Python HTML to PDF with xhtml2pdf: Step-by-Step Guide

This guide walks through building a Python HTML to PDF report using xhtml2pdf, Jinja2 templates, and matplotlib charts. By the end, you will have a working script that reads sales data from a JSON file, renders it into styled HTML, and converts it to a PDF ready for distribution or printing.
The Libraries: xhtml2pdf and Jinja2
xhtml2pdf (formerly known as pisa) is a Python library built on the ReportLab Toolkit. It converts HTML and CSS into PDF documents without a headless browser. It supports HTML5 and CSS 2.1 (with some CSS3), which works well for reports, invoices, and similar layouts. Complex CSS like flexbox or grid is not supported.
Jinja2 is a templating engine for Python. In this tutorial it generates the HTML that xhtml2pdf then converts to PDF. Variables like {{ total_sales }} and loops like {% for month in months %} keep the template reusable across different data sets.
xhtml2pdf also appears in the top Python HTML to PDF libraries comparison. For more on templating engines, see the HTML template engines guide.
From HTML to PDF: Step-by-Step with xhtml2pdf
Prerequisites
-
Python
- Ensure you have Python installed on your system.
- You can download the latest version from Python.org.
-
Code Editor
- Choose your preferred code editor.
- Popular options include Visual Studio Code or PyCharm.

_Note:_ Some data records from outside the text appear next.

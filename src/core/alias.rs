//! Flag spellings and the handlers they dispatch to.
//!
//! Every mutation a flag can apply to a [`ResolverDefinition`] is a
//! [`Handler`] variant. The [`AliasMap`] is a static table from spelling to
//! handler, so `-a` and `--async` land on the same variant and dispatch is a
//! plain `match` rather than a lookup by method name.
//!
//! [`ResolverDefinition`]: crate::core::ResolverDefinition

use crate::error::ParseError;

/// A mutation that a boolean or kind-selecting flag applies.
#[derive(Debug, Clone, Copy, PartialEq, Eq, Hash)]
pub enum Handler {
    /// Enables the `parent` parameter.
    Parent,
    /// Enables the `info` parameter.
    Info,
    /// Declares the resolver as an `async function`.
    Async,
    /// Selects the `Query` kind.
    Query,
    /// Selects the `Mutation` kind.
    Mutation,
    /// Selects the `Subscription` kind.
    Subscription,
}

impl Handler {
    /// Returns the canonical long spelling (without dashes).
    #[must_use]
    pub const fn long(&self) -> &'static str {
        match self {
            Self::Parent => "parent",
            Self::Info => "info",
            Self::Async => "async",
            Self::Query => "query",
            Self::Mutation => "mutation",
            Self::Subscription => "subscription",
        }
    }

    /// Returns the single-character short spelling.
    #[must_use]
    pub const fn short(&self) -> char {
        match self {
            Self::Parent => 'p',
            Self::Info => 'i',
            Self::Async => 'a',
            Self::Query => 'q',
            Self::Mutation => 'm',
            Self::Subscription => 's',
        }
    }
}

/// Static spelling table, built once at compile time.
const ALIASES: &[(&str, Handler)] = &[
    ("p", Handler::Parent),
    ("parent", Handler::Parent),
    ("i", Handler::Info),
    ("info", Handler::Info),
    ("a", Handler::Async),
    ("async", Handler::Async),
    ("q", Handler::Query),
    ("query", Handler::Query),
    ("m", Handler::Mutation),
    ("mutation", Handler::Mutation),
    ("s", Handler::Subscription),
    ("subscription", Handler::Subscription),
];

/// Many-to-one mapping from flag spelling to [`Handler`].
///
/// Spellings are stored without leading dashes. Short flags are looked up by
/// their single character, long flags by their word.
#[derive(Debug, Clone, Copy)]
pub struct AliasMap {
    entries: &'static [(&'static str, Handler)],
}

impl AliasMap {
    /// Returns the built-in alias table.
    #[must_use]
    pub const fn builtin() -> Self {
        Self { entries: ALIASES }
    }

    /// Finds the handler for a spelling.
    ///
    /// Returns `None` if the spelling is not registered.
    #[must_use]
    pub fn lookup(&self, spelling: &str) -> Option<Handler> {
        self.entries
            .iter()
            .find(|(alias, _)| *alias == spelling)
            .map(|(_, handler)| *handler)
    }

    /// Resolves a spelling, failing with [`ParseError::UnknownFlag`] when absent.
    ///
    /// # Errors
    ///
    /// Returns `UnknownFlag` carrying the spelling if no handler is registered.
    pub fn resolve(&self, spelling: &str) -> Result<Handler, ParseError> {
        self.lookup(spelling)
            .ok_or_else(|| ParseError::UnknownFlag(spelling.to_string()))
    }
}

impl Default for AliasMap {
    fn default() -> Self {
        Self::builtin()
    }
}
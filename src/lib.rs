//! `graphql-alchemist` - GraphQL boilerplate generator
//!
//! Turns resolver flags such as `-n greet -ap --args id:ID!` into a resolver
//! source file.

pub mod app;
pub mod cli;
pub mod core;
pub mod error;
pub mod fs;
pub mod logging;
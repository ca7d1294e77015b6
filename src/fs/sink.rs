//! Destinations for generated source text.
//!
//! - [`FileSink`] writes to disk, creating parent directories as needed
//! - [`MemorySink`] keeps writes in memory, for tests

use std::path::{Path, PathBuf};

use anyhow::{Context, Result};
use tracing::info;

/// A destination that accepts one UTF-8 document per path.
pub trait OutputSink {
    /// Writes `contents` to `path`, replacing anything already there.
    ///
    /// # Errors
    ///
    /// Returns an error if the destination cannot be written.
    fn write(&mut self, path: &Path, contents: &str) -> Result<()>;
}

/// Writes files to the local filesystem.
#[derive(Debug, Clone, Copy, Default)]
pub struct FileSink;

impl OutputSink for FileSink {
    fn write(&mut self, path: &Path, contents: &str) -> Result<()> {
        if let Some(parent) = path.parent()
            && !parent.as_os_str().is_empty()
        {
            std::fs::create_dir_all(parent)
                .with_context(|| format!("Failed to create directory: {}", parent.display()))?;
        }
        std::fs::write(path, contents)
            .with_context(|| format!("Failed to write resolver file: {}", path.display()))?;
        info!(path = %path.display(), bytes = contents.len(), "wrote resolver");
        Ok(())
    }
}

/// Records writes in memory.
#[derive(Debug, Clone, Default, PartialEq, Eq)]
pub struct MemorySink {
    /// Every write in order, as `(path, contents)`.
    pub writes: Vec<(PathBuf, String)>,
}

impl OutputSink for MemorySink {
    fn write(&mut self, path: &Path, contents: &str) -> Result<()> {
        self.writes.push((path.to_path_buf(), contents.to_string()));
        Ok(())
    }
}
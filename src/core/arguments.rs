//! Extraction of the `--args` sub-list.

use super::field::FieldSpec;
use super::flags::ARGS_FLAG;

/// Returns the tokens between `--args` and the next dash-prefixed token.
///
/// Empty when `--args` is absent, is the last token, or is immediately
/// followed by another flag. Only the first `--args` is considered.
#[must_use]
pub fn argument_tokens<S: AsRef<str>>(tokens: &[S]) -> &[S] {
    let Some(position) = tokens.iter().position(|t| t.as_ref() == ARGS_FLAG) else {
        return &[];
    };
    let rest = &tokens[position + 1..];
    let end = rest
        .iter()
        .position(|t| t.as_ref().starts_with('-'))
        .unwrap_or(rest.len());
    &rest[..end]
}

/// Parses the `--args` sub-list into field descriptors.
///
/// # Examples
///
/// ```
/// use graphql_alchemist::core::parse_arguments;
///
/// let fields = parse_arguments(&["-n", "user", "--args", "id:ID!", "-a"]);
/// assert_eq!(fields.len(), 1);
/// assert_eq!(fields[0].name(), "id");
/// ```
#[must_use]
pub fn parse_arguments<S: AsRef<str>>(tokens: &[S]) -> Vec<FieldSpec> {
    argument_tokens(tokens)
        .iter()
        .map(|t| FieldSpec::parse(t.as_ref()))
        .collect()
}

#[cfg(test)]
mod tests {
    use super::*;

    fn pairs(tokens: &[&str]) -> Vec<(String, String)> {
        parse_arguments(tokens)
            .into_iter()
            .map(|f| (f.name().to_string(), f.field_type().to_string()))
            .collect()
    }

    #[test]
    fn sub_list_stops_at_next_flag() {
        let fields = pairs(&["-n", "greet", "--args", "foo:String", "bar:Int", "-p"]);
        assert_eq!(
            fields,
            vec![
                ("foo".to_string(), "String".to_string()),
                ("bar".to_string(), "Int".to_string()),
            ]
        );
    }

    #[test]
    fn sub_list_runs_to_end_of_input() {
        let fields = pairs(&["--args", "a:Int", "b:Float"]);
        assert_eq!(fields.len(), 2);
    }

    #[test]
    fn missing_args_flag_gives_empty_list() {
        assert!(parse_arguments(&["-n", "greet", "-a"]).is_empty());
    }

    #[test]
    fn args_as_last_token_gives_empty_list() {
        assert!(parse_arguments(&["-n", "greet", "--args"]).is_empty());
    }

    #[test]
    fn args_followed_by_flag_gives_empty_list() {
        assert!(parse_arguments(&["--args", "-p", "foo:String"]).is_empty());
        assert!(parse_arguments(&["--args", "--async"]).is_empty());
    }

    #[test]
    fn bare_token_has_empty_type() {
        assert_eq!(pairs(&["--args", "foo"]), vec![("foo".to_string(), String::new())]);
    }

    /// Commas are not separators; the token is kept whole.
    #[test]
    fn comma_is_part_of_the_type() {
        let fields = pairs(&["--args", "foo:String,bar:Int"]);
        assert_eq!(
            fields,
            vec![("foo".to_string(), "String,bar:Int".to_string())]
        );
    }

    #[test]
    fn only_first_args_flag_is_used() {
        let fields = pairs(&["--args", "a:Int", "-p", "--args", "b:Int"]);
        assert_eq!(fields, vec![("a".to_string(), "Int".to_string())]);
    }

    #[test]
    fn argument_tokens_borrow_the_input() {
        let tokens = vec!["--args".to_string(), "x:ID".to_string()];
        assert_eq!(argument_tokens(&tokens), &["x:ID".to_string()]);
    }
}
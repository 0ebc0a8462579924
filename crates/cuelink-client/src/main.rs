//! cuelink CLI entry point.

use std::process::ExitCode;
use std::time::Duration;

use clap::Parser;

use cuelink_client::cli::{Cli, Command, ConfigAction};
use cuelink_client::commands::{config, playback};
use cuelink_client::config::ClientConfig;
use cuelink_client::controller::CueController;
use cuelink_client::error::ClientResult;
use cuelink_core::{init_tracing, TracingConfig};
use cuelink_protocol::PlaybackCommand;

#[tokio::main]
async fn main() -> ExitCode {
    let cli = Cli::parse();

    let tracing_config = if cli.debug {
        TracingConfig::cli_debug()
    } else {
        TracingConfig::cli()
    };
    if let Err(e) = init_tracing(tracing_config) {
        eprintln!("warning: {}", e);
    }

    match run(cli).await {
        Ok(()) => ExitCode::SUCCESS,
        Err(e) => {
            eprintln!("error: {}", e);
            ExitCode::FAILURE
        }
    }
}

async fn run(cli: Cli) -> ClientResult<()> {
    let config = match cli.config {
        Some(ref path) => ClientConfig::load_from(path)?,
        None => ClientConfig::load()?,
    };

    // Config commands never touch the network.
    if let Command::Config { ref action } = cli.command {
        return match action {
            ConfigAction::Dump => config::dump(&config),
            ConfigAction::Path => config::path(),
        };
    }

    let controller = CueController::new(config.session_config());
    controller.connect(cli.connection_params(&config)).await?;

    let result = match cli.command {
        Command::Status { json } => playback::status(&controller, json).await,
        Command::Watch { interval } => {
            playback::watch(&controller, Duration::from_millis(interval.max(50))).await
        }
        Command::Cues => playback::cues(&controller).await,
        Command::Go => playback::playback(&controller, PlaybackCommand::Go).await,
        Command::Next => playback::playback(&controller, PlaybackCommand::Next).await,
        Command::Previous => playback::playback(&controller, PlaybackCommand::Previous).await,
        Command::Panic => playback::playback(&controller, PlaybackCommand::Panic).await,
        Command::Pause => playback::playback(&controller, PlaybackCommand::Pause).await,
        Command::Resume => playback::playback(&controller, PlaybackCommand::Resume).await,
        Command::Rename { ref cue_id, ref name } => {
            playback::rename(&controller, cue_id, name).await
        }
        Command::Config { .. } => Ok(()),
    };

    controller.disconnect().await;
    result
}
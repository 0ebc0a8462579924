//! Core types: cues, playback snapshots, tracing

pub mod cue;
pub mod snapshot;
pub mod tracing;

pub use cue::{Cue, UNTITLED};
pub use snapshot::{CurrentCueInfo, NONE_SENTINEL};
pub use tracing::{init_tracing, TracingConfig, TracingError, TracingOutputFormat};
//! UDP transport, session state, command facade and CLI
//!
//! This crate provides [`CueController`], the remote control for a QLab
//! workspace, and the `cuelink` command-line interface built on it.

pub mod cli;
pub mod commands;
pub mod config;
pub mod controller;
pub mod error;
pub mod session;
pub mod transport;

pub use cli::Cli;
pub use config::{ClientConfig, SessionConfig};
pub use controller::{ConnectionInfo, ConnectionParams, CueController};
pub use error::{ClientError, ClientResult, ConnectError, SendError};
pub use session::{HandshakePhase, SessionHandle, SessionState};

Setting Up the Environment
Start by setting up the project environment and installing the required libraries.
Project Folder Structure
The project uses the following file structure:
html-to-pdf-project/ # Root directory
├── data/ # Data files
│ └── annual_data.json # Example data file for report
├── image/ # Image assets
│ └── logo.png
├── templates/ # Jinja2 HTML templates
│ ├── annual_report.html # Report template
│ └── styles.css # CSS styles for reports
├── utils/
│ └── chart_generator.py # Module for creating charts
└── generate_annual_report.py # Main script
Installing Required Libraries
Install the libraries used for Python PDF generation in this project:
pip install xhtml2pdf jinja2 matplotlib
xhtml2pdf: Converts HTML/CSS to PDF.jinja2: Creates dynamic HTML templates.matplotlib: Produces charts and visualizations.
Creating the Jinja2 HTML Template
The HTML template defines the report layout. Jinja2 syntax injects data into the predefined structure at render time.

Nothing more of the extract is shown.